ENTRIES SUPPLIED:
- - -
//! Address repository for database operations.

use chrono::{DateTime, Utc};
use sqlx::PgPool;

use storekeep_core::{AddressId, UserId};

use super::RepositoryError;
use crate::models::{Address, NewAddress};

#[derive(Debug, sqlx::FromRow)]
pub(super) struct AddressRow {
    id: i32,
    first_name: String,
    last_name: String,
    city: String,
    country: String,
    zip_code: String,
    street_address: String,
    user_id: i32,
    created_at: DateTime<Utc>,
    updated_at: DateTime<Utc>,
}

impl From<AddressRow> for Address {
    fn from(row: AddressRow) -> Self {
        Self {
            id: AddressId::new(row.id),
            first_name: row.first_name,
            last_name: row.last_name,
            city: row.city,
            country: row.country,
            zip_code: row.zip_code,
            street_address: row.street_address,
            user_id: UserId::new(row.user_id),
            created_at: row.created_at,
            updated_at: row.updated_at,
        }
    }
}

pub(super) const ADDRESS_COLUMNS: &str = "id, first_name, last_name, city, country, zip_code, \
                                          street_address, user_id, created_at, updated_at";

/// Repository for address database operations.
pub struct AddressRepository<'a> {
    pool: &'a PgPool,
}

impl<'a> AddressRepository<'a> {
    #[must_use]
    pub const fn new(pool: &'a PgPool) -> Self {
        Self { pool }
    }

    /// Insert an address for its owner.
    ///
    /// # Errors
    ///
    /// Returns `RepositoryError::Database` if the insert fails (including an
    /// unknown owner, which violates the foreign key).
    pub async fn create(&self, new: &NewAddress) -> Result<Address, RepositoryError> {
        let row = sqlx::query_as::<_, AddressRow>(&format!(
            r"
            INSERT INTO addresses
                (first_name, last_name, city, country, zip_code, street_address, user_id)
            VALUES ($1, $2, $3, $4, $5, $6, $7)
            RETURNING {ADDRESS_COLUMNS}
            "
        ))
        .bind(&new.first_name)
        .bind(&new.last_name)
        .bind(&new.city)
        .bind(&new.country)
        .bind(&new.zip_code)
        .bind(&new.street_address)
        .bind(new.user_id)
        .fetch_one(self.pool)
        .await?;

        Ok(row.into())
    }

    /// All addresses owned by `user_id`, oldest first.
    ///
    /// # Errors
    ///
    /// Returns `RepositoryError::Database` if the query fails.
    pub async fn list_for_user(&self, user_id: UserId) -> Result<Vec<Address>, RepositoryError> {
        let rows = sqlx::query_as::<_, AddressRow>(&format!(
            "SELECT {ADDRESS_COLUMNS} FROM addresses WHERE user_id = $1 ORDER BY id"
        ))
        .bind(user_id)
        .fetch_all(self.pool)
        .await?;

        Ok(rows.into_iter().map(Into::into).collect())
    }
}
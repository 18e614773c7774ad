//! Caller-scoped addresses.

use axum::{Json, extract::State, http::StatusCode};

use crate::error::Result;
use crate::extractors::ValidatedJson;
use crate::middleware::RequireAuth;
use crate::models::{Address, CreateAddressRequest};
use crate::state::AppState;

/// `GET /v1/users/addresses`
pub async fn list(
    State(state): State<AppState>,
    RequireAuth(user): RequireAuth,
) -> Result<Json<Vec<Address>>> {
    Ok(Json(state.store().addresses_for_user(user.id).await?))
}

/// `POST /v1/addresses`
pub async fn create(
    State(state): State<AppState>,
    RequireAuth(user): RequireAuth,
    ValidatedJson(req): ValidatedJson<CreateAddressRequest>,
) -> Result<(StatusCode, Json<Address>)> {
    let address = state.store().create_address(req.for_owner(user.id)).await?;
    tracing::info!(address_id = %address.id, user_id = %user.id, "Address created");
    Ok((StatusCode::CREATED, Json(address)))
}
- - -
WORK TO COMPLETE:
Set the whole listing down again, unchanged.

THE COMPLETED TASK:
//! Address repository for database operations.

use chrono::{DateTime, Utc};
use sqlx::PgPool;

use storekeep_core::{AddressId, UserId};

use super::RepositoryError;
use crate::models::{Address, NewAddress};

#[derive(Debug, sqlx::FromRow)]
pub(super) struct AddressRow {
    id: i32,
    first_name: String,
    last_name: String,
    city: String,
    country: String,
    zip_code: String,
    street_address: String,
    user_id: i32,
    created_at: DateTime<Utc>,
    updated_at: DateTime<Utc>,
}

impl From<AddressRow> for Address {
    fn from(row: AddressRow) -> Self {
        Self {
            id: AddressId::new(row.id),
            first_name: row.first_name,
            last_name: row.last_name,
            city: row.city,
            country: row.country,
            zip_code: row.zip_code,
            street_address: row.street_address,
            user_id: UserId::new(row.user_id),
            created_at: row.created_at,
            updated_at: row.updated_at,
        }
    }
}

pub(super) const ADDRESS_COLUMNS: &str = "id, first_name, last_name, city, country, zip_code, \
                                          street_address, user_id, created_at, updated_at";

/// Repository for address database operations.
pub struct AddressRepository<'a> {
    pool: &'a PgPool,
}

impl<'a> AddressRepository<'a> {
    #[must_use]
    pub const fn new(pool: &'a PgPool) -> Self {
        Self { pool }
    }

    /// Insert an address for its owner.
    ///
    /// # Errors
    ///
    /// Returns `RepositoryError::Database` if the insert fails (including an
    /// unknown owner, which violates the foreign key).
    pub async fn create(&self, new: &NewAddress) -> Result<Address, RepositoryError> {
        let row = sqlx::query_as::<_, AddressRow>(&format!(
            r"
            INSERT INTO addresses
                (first_name, last_name, city, country, zip_code, street_address, user_id)
            VALUES ($1, $2, $3, $4, $5, $6, $7)
            RETURNING {ADDRESS_COLUMNS}
            "
        ))
        .bind(&new.first_name)
        .bind(&new.last_name)
        .bind(&new.city)
        .bind(&new.country)
        .bind(&new.zip_code)
        .bind(&new.street_address)
        .bind(new.user_id)
        .fetch_one(self.pool)
        .await?;

        Ok(row.into())
    }

    /// All addresses owned by `user_id`, oldest first.
    ///
    /// # Errors
    ///
    /// Returns `RepositoryError::Database` if the query fails.
    pub async fn list_for_user(&self, user_id: UserId) -> Result<Vec<Address>, RepositoryError> {
        let rows = sqlx::query_as::<_, AddressRow>(&format!(
            "SELECT {ADDRESS_COLUMNS} FROM addresses WHERE user_id = $1 ORDER BY id"
        ))
        .bind(user_id)
        .fetch_all(self.pool)
        .await?;

        Ok(rows.into_iter().map(Into::into).collect())
    }
}
repository 18e614773c7774ad
//! Caller-scoped addresses.

use axum::{Json, extract::State, http::StatusCode};

use crate::error::Result;
use crate::extractors::ValidatedJson;
use crate::middleware::RequireAuth;
use crate::models::{Address, CreateAddressRequest};
use crate::state::AppState;

/// `GET /v1/users/addresses`
pub async fn list(
    State(state): State<AppState>,
    RequireAuth(user): RequireAuth,
) -> Result<Json<Vec<Address>>> {
    Ok(Json(state.store().addresses_for_user(user.id).await?))
}

/// `POST /v1/addresses`
pub async fn create(
    State(state): State<AppState>,
    RequireAuth(user): RequireAuth,
    ValidatedJson(req): ValidatedJson<CreateAddressRequest>,
) -> Result<(StatusCode, Json<Address>)> {
    let address = state.store().create_address(req.for_owner(user.id)).await?;
    tracing::info!(address_id = %address.id, user_id = %user.id, "Address created");
    Ok((StatusCode::CREATED, Json(address)))
}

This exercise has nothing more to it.